PROBLEM STATEMENT:
Extract each line from the entries below that has the string "true" in it.

Stored items from a collection
•••••

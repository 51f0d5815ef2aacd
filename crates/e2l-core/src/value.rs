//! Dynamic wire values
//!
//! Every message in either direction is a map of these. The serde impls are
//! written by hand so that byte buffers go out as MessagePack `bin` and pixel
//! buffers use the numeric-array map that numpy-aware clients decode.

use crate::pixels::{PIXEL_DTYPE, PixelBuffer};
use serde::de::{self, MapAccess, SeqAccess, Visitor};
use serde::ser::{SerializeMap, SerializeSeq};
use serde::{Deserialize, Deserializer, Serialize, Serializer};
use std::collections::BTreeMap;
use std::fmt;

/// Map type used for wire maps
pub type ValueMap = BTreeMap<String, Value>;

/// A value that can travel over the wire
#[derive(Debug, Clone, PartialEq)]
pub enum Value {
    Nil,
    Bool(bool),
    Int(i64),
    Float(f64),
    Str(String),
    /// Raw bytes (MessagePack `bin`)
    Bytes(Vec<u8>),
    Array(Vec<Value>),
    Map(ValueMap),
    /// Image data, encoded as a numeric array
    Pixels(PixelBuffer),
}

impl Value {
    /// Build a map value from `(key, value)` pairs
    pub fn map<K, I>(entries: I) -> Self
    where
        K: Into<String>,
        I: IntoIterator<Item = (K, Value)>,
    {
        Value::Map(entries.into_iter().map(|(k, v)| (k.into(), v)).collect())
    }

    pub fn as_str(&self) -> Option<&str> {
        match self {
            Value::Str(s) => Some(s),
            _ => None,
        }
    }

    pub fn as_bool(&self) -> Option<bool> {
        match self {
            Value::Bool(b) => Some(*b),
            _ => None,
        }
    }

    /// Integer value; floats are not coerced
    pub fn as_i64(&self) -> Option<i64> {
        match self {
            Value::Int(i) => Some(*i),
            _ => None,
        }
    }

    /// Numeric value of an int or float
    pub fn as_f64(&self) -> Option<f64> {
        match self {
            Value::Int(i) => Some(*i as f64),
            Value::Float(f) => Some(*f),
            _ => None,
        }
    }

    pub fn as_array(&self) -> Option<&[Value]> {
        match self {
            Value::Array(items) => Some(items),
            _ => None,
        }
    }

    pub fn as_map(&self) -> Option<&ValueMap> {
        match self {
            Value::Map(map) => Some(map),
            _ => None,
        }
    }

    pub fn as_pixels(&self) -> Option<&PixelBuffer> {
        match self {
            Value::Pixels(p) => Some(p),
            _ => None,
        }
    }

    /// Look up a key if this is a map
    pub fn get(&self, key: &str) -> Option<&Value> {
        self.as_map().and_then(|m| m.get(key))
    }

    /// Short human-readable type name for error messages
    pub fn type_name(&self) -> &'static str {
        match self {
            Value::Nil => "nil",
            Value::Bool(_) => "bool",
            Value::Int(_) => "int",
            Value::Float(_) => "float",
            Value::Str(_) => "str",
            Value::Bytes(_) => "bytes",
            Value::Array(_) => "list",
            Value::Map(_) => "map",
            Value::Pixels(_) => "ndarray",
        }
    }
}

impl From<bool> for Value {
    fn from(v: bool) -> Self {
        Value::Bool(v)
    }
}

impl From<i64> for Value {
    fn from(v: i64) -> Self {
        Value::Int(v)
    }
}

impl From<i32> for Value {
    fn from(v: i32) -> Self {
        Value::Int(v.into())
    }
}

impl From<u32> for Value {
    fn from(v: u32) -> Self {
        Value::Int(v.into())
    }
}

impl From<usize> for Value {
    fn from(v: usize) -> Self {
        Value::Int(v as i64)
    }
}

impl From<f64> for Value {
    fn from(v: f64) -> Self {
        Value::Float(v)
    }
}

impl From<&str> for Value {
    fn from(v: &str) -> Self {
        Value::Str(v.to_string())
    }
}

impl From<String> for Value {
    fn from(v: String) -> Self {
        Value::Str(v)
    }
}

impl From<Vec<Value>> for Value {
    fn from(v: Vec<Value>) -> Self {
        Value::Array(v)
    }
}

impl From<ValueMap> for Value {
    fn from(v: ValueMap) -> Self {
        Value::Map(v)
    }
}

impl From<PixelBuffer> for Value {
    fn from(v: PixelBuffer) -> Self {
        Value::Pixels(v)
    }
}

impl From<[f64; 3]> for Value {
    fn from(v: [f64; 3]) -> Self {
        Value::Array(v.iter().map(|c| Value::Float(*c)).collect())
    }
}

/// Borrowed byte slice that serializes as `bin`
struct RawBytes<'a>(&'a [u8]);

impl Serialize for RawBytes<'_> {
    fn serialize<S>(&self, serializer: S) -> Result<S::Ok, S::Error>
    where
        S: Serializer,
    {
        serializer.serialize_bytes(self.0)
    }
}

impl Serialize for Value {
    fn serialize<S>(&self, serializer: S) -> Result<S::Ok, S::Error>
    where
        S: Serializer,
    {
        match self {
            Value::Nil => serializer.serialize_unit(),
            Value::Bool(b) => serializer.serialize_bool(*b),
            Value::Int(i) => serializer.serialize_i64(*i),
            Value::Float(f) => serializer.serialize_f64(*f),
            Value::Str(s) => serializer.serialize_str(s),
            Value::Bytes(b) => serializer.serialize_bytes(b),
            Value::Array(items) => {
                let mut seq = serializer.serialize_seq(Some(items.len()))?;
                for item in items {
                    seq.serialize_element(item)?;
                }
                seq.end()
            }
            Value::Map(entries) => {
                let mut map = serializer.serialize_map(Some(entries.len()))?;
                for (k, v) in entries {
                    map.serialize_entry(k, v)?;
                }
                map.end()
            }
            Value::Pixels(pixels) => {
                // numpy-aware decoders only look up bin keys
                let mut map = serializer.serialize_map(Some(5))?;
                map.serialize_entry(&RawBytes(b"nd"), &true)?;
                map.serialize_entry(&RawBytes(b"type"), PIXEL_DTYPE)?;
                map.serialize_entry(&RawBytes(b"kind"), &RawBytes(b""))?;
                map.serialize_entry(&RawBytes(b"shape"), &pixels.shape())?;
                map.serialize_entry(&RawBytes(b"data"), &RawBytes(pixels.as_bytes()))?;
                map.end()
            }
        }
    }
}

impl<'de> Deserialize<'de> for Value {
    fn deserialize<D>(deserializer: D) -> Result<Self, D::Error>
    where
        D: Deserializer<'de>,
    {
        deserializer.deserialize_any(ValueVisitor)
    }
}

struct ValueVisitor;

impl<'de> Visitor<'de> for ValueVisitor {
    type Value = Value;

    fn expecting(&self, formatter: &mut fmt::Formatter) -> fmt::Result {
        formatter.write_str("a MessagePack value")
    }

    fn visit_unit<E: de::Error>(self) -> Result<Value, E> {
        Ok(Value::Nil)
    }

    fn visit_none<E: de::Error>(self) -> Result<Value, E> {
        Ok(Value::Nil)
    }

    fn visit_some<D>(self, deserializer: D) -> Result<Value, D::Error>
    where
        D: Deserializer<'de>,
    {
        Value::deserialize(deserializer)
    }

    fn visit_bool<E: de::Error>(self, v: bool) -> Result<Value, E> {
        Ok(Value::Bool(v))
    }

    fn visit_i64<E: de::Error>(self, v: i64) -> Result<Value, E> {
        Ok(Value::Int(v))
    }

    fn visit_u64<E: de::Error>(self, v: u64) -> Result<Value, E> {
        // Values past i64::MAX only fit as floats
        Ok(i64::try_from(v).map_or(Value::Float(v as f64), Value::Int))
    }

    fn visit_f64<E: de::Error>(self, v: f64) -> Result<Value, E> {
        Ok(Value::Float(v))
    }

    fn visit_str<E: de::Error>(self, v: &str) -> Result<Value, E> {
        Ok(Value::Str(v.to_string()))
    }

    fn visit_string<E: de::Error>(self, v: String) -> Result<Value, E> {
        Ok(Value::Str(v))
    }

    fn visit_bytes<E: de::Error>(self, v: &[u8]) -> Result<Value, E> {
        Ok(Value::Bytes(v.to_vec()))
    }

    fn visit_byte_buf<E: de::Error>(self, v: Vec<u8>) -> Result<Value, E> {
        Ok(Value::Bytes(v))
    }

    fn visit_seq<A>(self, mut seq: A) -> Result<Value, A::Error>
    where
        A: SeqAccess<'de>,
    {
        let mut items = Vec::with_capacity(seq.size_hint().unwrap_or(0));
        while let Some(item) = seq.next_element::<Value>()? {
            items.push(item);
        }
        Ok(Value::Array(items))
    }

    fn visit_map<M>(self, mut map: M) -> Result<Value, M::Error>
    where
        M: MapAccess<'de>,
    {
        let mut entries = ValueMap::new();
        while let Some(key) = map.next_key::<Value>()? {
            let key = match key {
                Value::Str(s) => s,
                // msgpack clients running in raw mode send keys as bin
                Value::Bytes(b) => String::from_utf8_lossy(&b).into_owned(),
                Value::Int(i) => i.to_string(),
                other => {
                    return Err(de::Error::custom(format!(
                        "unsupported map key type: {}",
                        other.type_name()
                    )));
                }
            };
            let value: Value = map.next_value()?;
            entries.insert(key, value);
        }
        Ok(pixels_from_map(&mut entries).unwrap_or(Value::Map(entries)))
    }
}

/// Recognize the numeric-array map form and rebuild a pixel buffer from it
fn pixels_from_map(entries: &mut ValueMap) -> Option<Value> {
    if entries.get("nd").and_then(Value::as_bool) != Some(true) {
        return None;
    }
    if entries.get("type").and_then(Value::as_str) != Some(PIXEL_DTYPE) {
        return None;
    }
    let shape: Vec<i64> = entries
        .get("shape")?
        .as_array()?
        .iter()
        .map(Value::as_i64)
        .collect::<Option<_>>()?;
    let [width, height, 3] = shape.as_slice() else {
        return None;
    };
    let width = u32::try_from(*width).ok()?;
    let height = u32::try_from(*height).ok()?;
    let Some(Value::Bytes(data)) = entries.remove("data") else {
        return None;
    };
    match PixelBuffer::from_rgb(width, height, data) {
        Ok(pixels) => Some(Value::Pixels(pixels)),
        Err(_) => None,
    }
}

•••••

FINISHED EXERCISE:
                map.serialize_entry(&RawBytes(b"nd"), &true)?;
    if entries.get("nd").and_then(Value::as_bool) != Some(true) {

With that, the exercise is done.